For more information about this release, visit the blog post Lucent Sky AVM 5.0 released.

Updates in Lucent Sky AVM 5.0

  • CLEAR Engine API 2.0 - the WCF API of CLEAR Engine has been updated to 2.0. The v2.0 API is not backward-compatible with the v1.0 API found in Lucent Sky AVM 2.0 - 4.8. If you only use clients developed by Lucent Sky (web UI, CLI, and IDE plug-ins for Visual Studio and Eclipse), you don't have to make any change. However, if you have custom-built interfaces for CLEAR Engine, you will have to update them to use the v2 API. Learn more about the changes in CLEAR Engine API 2.0 released.

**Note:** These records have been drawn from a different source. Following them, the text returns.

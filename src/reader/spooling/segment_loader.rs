// Copyright (c) 2025 ADBC Drivers Contributors
//
// Licensed under the Apache License, Version 2.0 (the "License");
// you may not use this file except in compliance with the License.
// You may obtain a copy of the License at
//
//     http://www.apache.org/licenses/LICENSE-2.0
//
// Unless required by applicable law or agreed to in writing, software
// distributed under the License is distributed on an "AS IS" BASIS,
// WITHOUT WARRANTIES OR CONDITIONS OF ANY KIND, either express or implied.
// See the License for the specific language governing permissions and
// limitations under the License.

//! Segment loading: fetch (for spooled segments) and decode.

use crate::client::{HttpRequest, TrinoHttpClient};
use crate::error::{Error, Result};
use crate::reader::spooling::decoder::decode_segment;
use crate::types::protocol::RawRow;
use crate::types::spooling::{Encoding, SegmentDescriptor, SegmentSource};
use async_trait::async_trait;
use base64::{engine::general_purpose::STANDARD, Engine};
use reqwest::header::{HeaderMap, HeaderName, HeaderValue};
use reqwest::Method;
use std::collections::HashMap;
use std::sync::Arc;
use std::time::Instant;
use tokio_util::sync::CancellationToken;
use tracing::debug;

/// Downloads the payload of a spooled segment.
#[async_trait]
pub trait SegmentFetcher: Send + Sync + std::fmt::Debug {
    /// GET `uri` with `headers` attached verbatim and return the body.
    async fn fetch(
        &self,
        uri: &str,
        headers: &HeaderMap,
        cancel: &CancellationToken,
    ) -> Result<Vec<u8>>;
}

/// Fetches segments over HTTP without coordinator credentials.
#[derive(Debug)]
pub struct HttpSegmentFetcher {
    http_client: Arc<TrinoHttpClient>,
}

impl HttpSegmentFetcher {
    pub fn new(http_client: Arc<TrinoHttpClient>) -> Self {
        Self { http_client }
    }
}

#[async_trait]
impl SegmentFetcher for HttpSegmentFetcher {
    async fn fetch(
        &self,
        uri: &str,
        headers: &HeaderMap,
        cancel: &CancellationToken,
    ) -> Result<Vec<u8>> {
        let start = Instant::now();
        let request = HttpRequest::new(Method::GET, uri).with_headers(headers.clone());
        let response = self
            .http_client
            .execute_without_auth(request, cancel)
            .await?;
        debug!(
            "Downloaded segment {}: {} bytes in {:.2}s",
            uri,
            response.body.len(),
            start.elapsed().as_secs_f64()
        );
        Ok(response.body)
    }
}

/// Turns a [`SegmentDescriptor`] into rows.
#[derive(Debug)]
pub struct SegmentLoader {
    fetcher: Arc<dyn SegmentFetcher>,
    encoding: Encoding,
}

impl SegmentLoader {
    pub fn new(fetcher: Arc<dyn SegmentFetcher>, encoding: Encoding) -> Self {
        Self { fetcher, encoding }
    }

    pub fn encoding(&self) -> Encoding {
        self.encoding
    }

    pub async fn load(
        &self,
        descriptor: &SegmentDescriptor,
        cancel: &CancellationToken,
    ) -> Result<Vec<RawRow>> {
        match &descriptor.source {
            SegmentSource::Inline(data) => {
                let payload = STANDARD.decode(data.as_bytes()).map_err(|e| {
                    Error::decode(
                        format!("segment at row offset {}", descriptor.row_offset()),
                        format!("invalid base64 in inline segment: {}", e),
                    )
                })?;
                decode_segment(self.encoding, &payload, &descriptor.metadata)
            }
            SegmentSource::Spooled { uri, headers } => {
                let headers = segment_headers(headers)?;
                let uri = uri.as_deref().ok_or_else(|| {
                    Error::decode(
                        format!("segment at row offset {}", descriptor.row_offset()),
                        "spooled segment has no uri",
                    )
                })?;
                let payload = self.fetcher.fetch(uri, &headers, cancel).await?;
                decode_segment(self.encoding, &payload, &descriptor.metadata)
            }
        }
    }
}

/// Build the request headers of a spooled segment.
///
/// Each header must carry exactly one value.
pub(crate) fn segment_headers(headers: &HashMap<String, Vec<String>>) -> Result<HeaderMap> {
    let mut map = HeaderMap::with_capacity(headers.len());
    for (name, values) in headers {
        let value = match values.as_slice() {
            [value] => value,
            [] => return Err(Error::config(format!("no value for header {}", name))),
            _ => {
                return Err(Error::config(format!(
                    "multiple values for header {}",
                    name
                )))
            }
        };
        let header_name = HeaderName::from_bytes(name.as_bytes())
            .map_err(|e| Error::config(format!("invalid segment header {}: {}", name, e)))?;
        let header_value = HeaderValue::from_str(value)
            .map_err(|e| Error::config(format!("invalid value for header {}: {}", name, e)))?;
        map.insert(header_name, header_value);
    }
    Ok(map)
}

#[cfg(test)]
mod tests {
    use super::*;
    use crate::types::protocol::SegmentMetadata;
    use std::sync::atomic::{AtomicUsize, Ordering};
    use std::sync::Mutex;

    #[derive(Debug, Default)]
    struct RecordingFetcher {
        calls: AtomicUsize,
        headers: Mutex<Option<HeaderMap>>,
    }

    #[async_trait]
    impl SegmentFetcher for RecordingFetcher {
        async fn fetch(
            &self,
            _uri: &str,
            headers: &HeaderMap,
            _cancel: &CancellationToken,
        ) -> Result<Vec<u8>> {
            self.calls.fetch_add(1, Ordering::SeqCst);
            *self.headers.lock().unwrap() = Some(headers.clone());
            Ok(b"[[1000],[10001]]".to_vec())
        }
    }

    fn spooled(uri: Option<&str>, headers: HashMap<String, Vec<String>>) -> SegmentDescriptor {
        SegmentDescriptor {
            index: 0,
            source: SegmentSource::Spooled {
                uri: uri.map(str::to_string),
                headers,
            },
            metadata: SegmentMetadata {
                segment_size: 16,
                row_offset: 4,
                ..Default::default()
            },
        }
    }

    #[tokio::test]
    async fn test_spooled_segment_headers_are_forwarded() {
        let fetcher = Arc::new(RecordingFetcher::default());
        let loader = SegmentLoader::new(fetcher.clone(), Encoding::Json);
        let headers = HashMap::from([(
            "x-amz-server-side-encryption-customer-algorithm".to_string(),
            vec!["AES256".to_string()],
        )]);
        let rows = loader
            .load(
                &spooled(Some("http://storage/v1/spooled/download/1"), headers),
                &CancellationToken::new(),
            )
            .await
            .unwrap();
        assert_eq!(rows.len(), 2);

        let seen = fetcher.headers.lock().unwrap().clone().unwrap();
        assert_eq!(
            seen.get("x-amz-server-side-encryption-customer-algorithm")
                .unwrap(),
            "AES256"
        );
    }

    #[tokio::test]
    async fn test_duplicate_header_values_fail_before_fetch() {
        let fetcher = Arc::new(RecordingFetcher::default());
        let loader = SegmentLoader::new(fetcher.clone(), Encoding::JsonZstd);
        let headers = HashMap::from([(
            "x-amz-server-side-encryption-customer-key-md5".to_string(),
            vec!["md5".to_string(), "md5".to_string()],
        )]);
        let err = loader
            .load(&spooled(None, headers), &CancellationToken::new())
            .await
            .unwrap_err();
        assert_eq!(
            err.to_string(),
            "trino: multiple values for header x-amz-server-side-encryption-customer-key-md5"
        );
        assert_eq!(fetcher.calls.load(Ordering::SeqCst), 0);
    }

    #[tokio::test]
    async fn test_missing_uri_is_a_decode_error() {
        let loader = SegmentLoader::new(Arc::new(RecordingFetcher::default()), Encoding::Json);
        let err = loader
            .load(&spooled(None, HashMap::new()), &CancellationToken::new())
            .await
            .unwrap_err();
        assert!(err.to_string().contains("row offset 4"));
        assert!(err.to_string().contains("no uri"));
    }

    #[tokio::test]
    async fn test_inline_segment_does_not_fetch() {
        let fetcher = Arc::new(RecordingFetcher::default());
        let loader = SegmentLoader::new(fetcher.clone(), Encoding::Json);
        let descriptor = SegmentDescriptor {
            index: 0,
            source: SegmentSource::Inline("W1sxXV0=".to_string()),
            metadata: SegmentMetadata {
                segment_size: 5,
                ..Default::default()
            },
        };
        let rows = loader
            .load(&descriptor, &CancellationToken::new())
            .await
            .unwrap();
        assert_eq!(rows, vec![vec![serde_json::json!(1)]]);
        assert_eq!(fetcher.calls.load(Ordering::SeqCst), 0);
    }

    #[tokio::test]
    async fn test_inline_segment_with_invalid_base64_is_a_decode_error() {
        let loader = SegmentLoader::new(Arc::new(RecordingFetcher::default()), Encoding::Json);
        let descriptor = SegmentDescriptor {
            index: 1,
            source: SegmentSource::Inline("!!!".to_string()),
            metadata: SegmentMetadata {
                segment_size: 3,
                row_offset: 7,
                ..Default::default()
            },
        };
        let err = loader
            .load(&descriptor, &CancellationToken::new())
            .await
            .unwrap_err();
        assert_eq!(err.kind(), crate::error::ErrorKind::Decode);
        assert!(err.to_string().contains("row offset 7"));
    }
}
// Copyright (c) 2025 ADBC Drivers Contributors
//
// Licensed under the Apache License, Version 2.0 (the "License");
// you may not use this file except in compliance with the License.
// You may obtain a copy of the License at
//
//     http://www.apache.org/licenses/LICENSE-2.0
//
// Unless required by applicable law or agreed to in writing, software
// distributed under the License is distributed on an "AS IS" BASIS,
// WITHOUT WARRANTIES OR CONDITIONS OF ANY KIND, either express or implied.
// See the License for the specific language governing permissions and
// limitations under the License.

//! Download workers for the spooling pipeline.
//!
//! Workers are long-lived tokio tasks that pull [`SegmentTask`] from the
//! download channel, load and decode the segment through a
//! [`SegmentLoader`], and send the result through the task's oneshot
//! channel. Transport retries happen inside the HTTP client, so a worker
//! never retries on its own.

use crate::error::Error;
use crate::reader::spooling::pipeline_types::SegmentTask;
use crate::reader::spooling::segment_loader::SegmentLoader;
use std::sync::Arc;
use std::time::Instant;
use tokio::sync::mpsc;
use tokio::task::JoinHandle;
use tokio_util::sync::CancellationToken;
use tracing::{debug, trace, warn};

/// Spawns `worker_count` download workers sharing one download channel.
///
/// Returns the `JoinHandle`s of the spawned tasks.
pub fn spawn_download_workers(
    download_rx: mpsc::UnboundedReceiver<SegmentTask>,
    worker_count: usize,
    loader: Arc<SegmentLoader>,
    cancel_token: CancellationToken,
) -> Vec<JoinHandle<()>> {
    // Wrap the receiver in Arc<Mutex> so workers can share it
    let download_rx = Arc::new(tokio::sync::Mutex::new(download_rx));

    debug!(
        "Spawning {} download workers for encoding {}",
        worker_count,
        loader.encoding()
    );

    (0..worker_count)
        .map(|worker_id| {
            let rx = Arc::clone(&download_rx);
            let loader = Arc::clone(&loader);
            let token = cancel_token.clone();
            tokio::spawn(async move {
                worker_task(worker_id, rx, loader, token).await;
            })
        })
        .collect()
}

/// Runs until the download channel closes or the token is cancelled.
async fn worker_task(
    worker_id: usize,
    download_rx: Arc<tokio::sync::Mutex<mpsc::UnboundedReceiver<SegmentTask>>>,
    loader: Arc<SegmentLoader>,
    cancel_token: CancellationToken,
) {
    debug!("Worker {} started", worker_id);

    loop {
        if cancel_token.is_cancelled() {
            debug!("Worker {} cancelled", worker_id);
            break;
        }

        let task = {
            let mut rx = download_rx.lock().await;
            tokio::select! {
                _ = cancel_token.cancelled() => {
                    debug!("Worker {} cancelled while waiting for task", worker_id);
                    return;
                }
                task = rx.recv() => task
            }
        };

        let Some(task) = task else {
            debug!("Worker {} exiting: download channel closed", worker_id);
            break;
        };

        let index = task.descriptor.index;
        trace!("Worker {} received task for segment {}", worker_id, index);

        let start = Instant::now();
        let result = tokio::select! {
            _ = cancel_token.cancelled() => Err(Error::cancelled("segment download cancelled")),
            result = loader.load(&task.descriptor, &cancel_token) => result,
        };

        match &result {
            Ok(rows) => trace!(
                "Worker {}: segment {} decoded {} rows in {:?}",
                worker_id,
                index,
                rows.len(),
                start.elapsed()
            ),
            Err(e) if e.is_cancelled() => {
                debug!("Worker {}: segment {} cancelled", worker_id, index)
            }
            Err(e) => warn!("Worker {}: segment {} failed: {}", worker_id, index, e),
        }

        // Receiver may have been dropped (consumer cancelled)
        if task.result_tx.send(result).is_err() {
            debug!(
                "Worker {}: result receiver dropped for segment {}",
                worker_id, index
            );
        }
    }

    debug!("Worker {} exiting", worker_id);
}

#[cfg(test)]
mod tests {
    use super::*;
    use crate::error::Result;
    use crate::reader::spooling::pipeline_types::create_segment_pair;
    use crate::reader::spooling::segment_loader::SegmentFetcher;
    use crate::types::protocol::SegmentMetadata;
    use crate::types::spooling::{Encoding, SegmentDescriptor, SegmentSource};
    use async_trait::async_trait;
    use reqwest::header::HeaderMap;
    use std::sync::atomic::{AtomicUsize, Ordering};
    use std::time::Duration;
    use tokio::sync::Semaphore;
    use tokio::time::timeout;

    /// Serves `[[n]]` where n is the last path component.
    #[derive(Debug, Default)]
    struct NumberFetcher {
        fetch_count: AtomicUsize,
        fail_on: Option<usize>,
        delay: Duration,
    }

    #[async_trait]
    impl SegmentFetcher for NumberFetcher {
        async fn fetch(
            &self,
            uri: &str,
            _headers: &HeaderMap,
            _cancel: &CancellationToken,
        ) -> Result<Vec<u8>> {
            self.fetch_count.fetch_add(1, Ordering::SeqCst);
            tokio::time::sleep(self.delay).await;
            let n: usize = uri.rsplit('/').next().unwrap().parse().unwrap();
            if self.fail_on == Some(n) {
                return Err(Error::Http {
                    status: reqwest::StatusCode::NOT_FOUND,
                    body: "gone".to_string(),
                });
            }
            Ok(format!("[[{}]]", n).into_bytes())
        }
    }

    fn descriptor(index: usize) -> SegmentDescriptor {
        let payload_len = format!("[[{}]]", index).len() as i64;
        SegmentDescriptor {
            index,
            source: SegmentSource::Spooled {
                uri: Some(format!("http://storage/segment/{}", index)),
                headers: Default::default(),
            },
            metadata: SegmentMetadata {
                segment_size: payload_len,
                row_offset: index as i64,
                rows_count: Some(1),
                ..Default::default()
            },
        }
    }

    fn task_and_handle(
        index: usize,
    ) -> (
        SegmentTask,
        crate::reader::spooling::pipeline_types::SegmentHandle,
    ) {
        let slot = Arc::new(Semaphore::new(1)).try_acquire_owned().unwrap();
        create_segment_pair(descriptor(index), slot)
    }

    #[tokio::test]
    async fn test_workers_deliver_results_through_oneshot() {
        let fetcher = Arc::new(NumberFetcher::default());
        let loader = Arc::new(SegmentLoader::new(fetcher.clone(), Encoding::Json));
        let (tx, rx) = mpsc::unbounded_channel();
        let handles = spawn_download_workers(rx, 3, loader, CancellationToken::new());

        let mut results = Vec::new();
        for i in 0..6 {
            let (task, handle) = task_and_handle(i);
            tx.send(task).unwrap();
            results.push(handle);
        }
        drop(tx);

        for (i, handle) in results.into_iter().enumerate() {
            let rows = handle.result_rx.await.unwrap().unwrap();
            assert_eq!(rows, vec![vec![serde_json::json!(i)]]);
        }
        for handle in handles {
            handle.await.unwrap();
        }
        assert_eq!(fetcher.fetch_count.load(Ordering::SeqCst), 6);
    }

    #[tokio::test]
    async fn test_worker_forwards_errors() {
        let fetcher = Arc::new(NumberFetcher {
            fail_on: Some(1),
            ..Default::default()
        });
        let loader = Arc::new(SegmentLoader::new(fetcher, Encoding::Json));
        let (tx, rx) = mpsc::unbounded_channel();
        let _handles = spawn_download_workers(rx, 1, loader, CancellationToken::new());

        let (task, handle) = task_and_handle(1);
        tx.send(task).unwrap();
        let err = handle.result_rx.await.unwrap().unwrap_err();
        assert!(err.to_string().contains("404 Not Found"));
    }

    #[tokio::test]
    async fn test_cancellation_stops_workers() {
        let fetcher = Arc::new(NumberFetcher {
            delay: Duration::from_secs(30),
            ..Default::default()
        });
        let loader = Arc::new(SegmentLoader::new(fetcher, Encoding::Json));
        let (tx, rx) = mpsc::unbounded_channel();
        let cancel = CancellationToken::new();
        let handles = spawn_download_workers(rx, 2, loader, cancel.clone());

        let (task, handle) = task_and_handle(0);
        tx.send(task).unwrap();
        tokio::time::sleep(Duration::from_millis(20)).await;
        cancel.cancel();

        let result = timeout(Duration::from_secs(1), handle.result_rx)
            .await
            .unwrap()
            .unwrap();
        assert!(result.unwrap_err().is_cancelled());
        for handle in handles {
            timeout(Duration::from_secs(1), handle).await.unwrap().unwrap();
        }
    }
}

  • Context-aware remediation suggestions - remediation suggestion received another update in Lucent Sky AVM 5.0 and it is now available on all vulnerability categories where Instant Fixes are not available. Over the next few months, we will continue to improve remediation suggestion to make it more accurate and extend it to all vulnerability categories.

  • Priority score calculation - priority score is no longer calculated in web UI, but calculated in CLEAR Engine during the last stage of analysis. This allows priority score to take more vectors into account to more accurately represent the actual risk of an individual vulnerability. API clients can continue to use legacy priority score calculation by overriding the priority score calculated by CLEAR Engine.

  • Minor improvements and bug fixes - minor improvements and bug fixes were done to the Web UI

List of fixes included in Lucent Sky AVM 5.0

The path to results in some ASP applications are only shown partially on the web UI and report

This issue has been resolved in Lucent Sky AVM 5.0.

Known issues of Lucent Sky AVM 5.0

Paging is not available on the scan list

On some Lucent Sky AVM server instances that were upgraded from a previous version, paging is not available on the scan list.

This issue is expected to be resolved in Lucent Sky AVM 5.0.1.

IDE plug-ins are unable to include Application Protection Library to a project after a scan

On new installations of IDE plug-ins, such as Visual Studio extensions and Eclipse plug-in, are unable to include Application Protection Library to a project after a scan. This is due to that starting with v4.7, the CLI no longer include copies of Application Protection Library binaries.

To workaround this issue, download the Application Protection Library binaries from a Lucent Sky AVM server, and place them under the Resources\APL directory of the CLI. This issue is expected to be resolved in Lucent Sky AVM 5.1.